[EXCERPTED RECORDS — start]

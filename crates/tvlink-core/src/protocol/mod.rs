//! Control channel wire protocol.
//!
//! Receivers speak Socket.IO (v5) over an Engine.IO (v4) WebSocket transport.
//! Only the text packets needed for a control session are handled; binary
//! attachments are rejected.

pub mod engine;
pub mod socket;

pub use engine::{EnginePacket, Handshake};
pub use socket::SocketPacket;

/// Event carrying a media reference to the receiver.
pub const MEDIA_EVENT: &str = "media";

/// Default Socket.IO namespace.
pub const DEFAULT_NAMESPACE: &str = "/";
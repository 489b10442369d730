//! JSON-formatted output for CLI.

use std::path::Path;

use serde::Serialize;
use serde_json::json;
use tvlink_core::{CastConfig, Device, MediaRequest, SessionEvent};

use super::OutputFormatter;

pub struct JsonOutput;

impl JsonOutput {
    pub fn new() -> Self {
        Self
    }

    fn to_json<T: Serialize>(value: &T) -> String {
        serde_json::to_string_pretty(value).unwrap_or_else(|_| "{}".to_string())
    }
}

impl Default for JsonOutput {
    fn default() -> Self {
        Self::new()
    }
}

impl OutputFormatter for JsonOutput {
    fn format_devices(&self, devices: &[Device]) -> String {
        let output = json!({
            "devices": devices,
            "count": devices.len()
        });
        Self::to_json(&output)
    }

    // One line per event so `connect --json` can be piped line by line.
    fn format_session_event(&self, event: &SessionEvent) -> String {
        serde_json::to_string(event).unwrap_or_else(|_| "{}".to_string())
    }

    fn format_dispatch(&self, address: &str, request: &MediaRequest) -> String {
        Self::to_json(&json!({
            "address": address,
            "success": true,
            "request": request
        }))
    }

    fn format_settings(&self, config: &CastConfig, path: &Path) -> String {
        Self::to_json(&json!({
            "path": path.display().to_string(),
            "settings": config
        }))
    }

    fn format_message(&self, message: &str) -> String {
        Self::to_json(&json!({ "message": message }))
    }

    fn format_error(&self, error: &str) -> String {
        Self::to_json(&json!({ "error": error }))
    }
}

[EXCERPTED RECORDS — finish]

Your answer must be the lines from the one containing "fn default() ->" to the last line of the entries, repeated exactly and with nothing else.

    fn default() -> Self {
        Self::new()
    }
}

impl OutputFormatter for JsonOutput {
    fn format_devices(&self, devices: &[Device]) -> String {
        let output = json!({
            "devices": devices,
            "count": devices.len()
        });
        Self::to_json(&output)
    }

    // One line per event so `connect --json` can be piped line by line.
    fn format_session_event(&self, event: &SessionEvent) -> String {
        serde_json::to_string(event).unwrap_or_else(|_| "{}".to_string())
    }

    fn format_dispatch(&self, address: &str, request: &MediaRequest) -> String {
        Self::to_json(&json!({
            "address": address,
            "success": true,
            "request": request
        }))
    }

    fn format_settings(&self, config: &CastConfig, path: &Path) -> String {
        Self::to_json(&json!({
            "path": path.display().to_string(),
            "settings": config
        }))
    }

    fn format_message(&self, message: &str) -> String {
        Self::to_json(&json!({ "message": message }))
    }

    fn format_error(&self, error: &str) -> String {
        Self::to_json(&json!({ "error": error }))
    }
}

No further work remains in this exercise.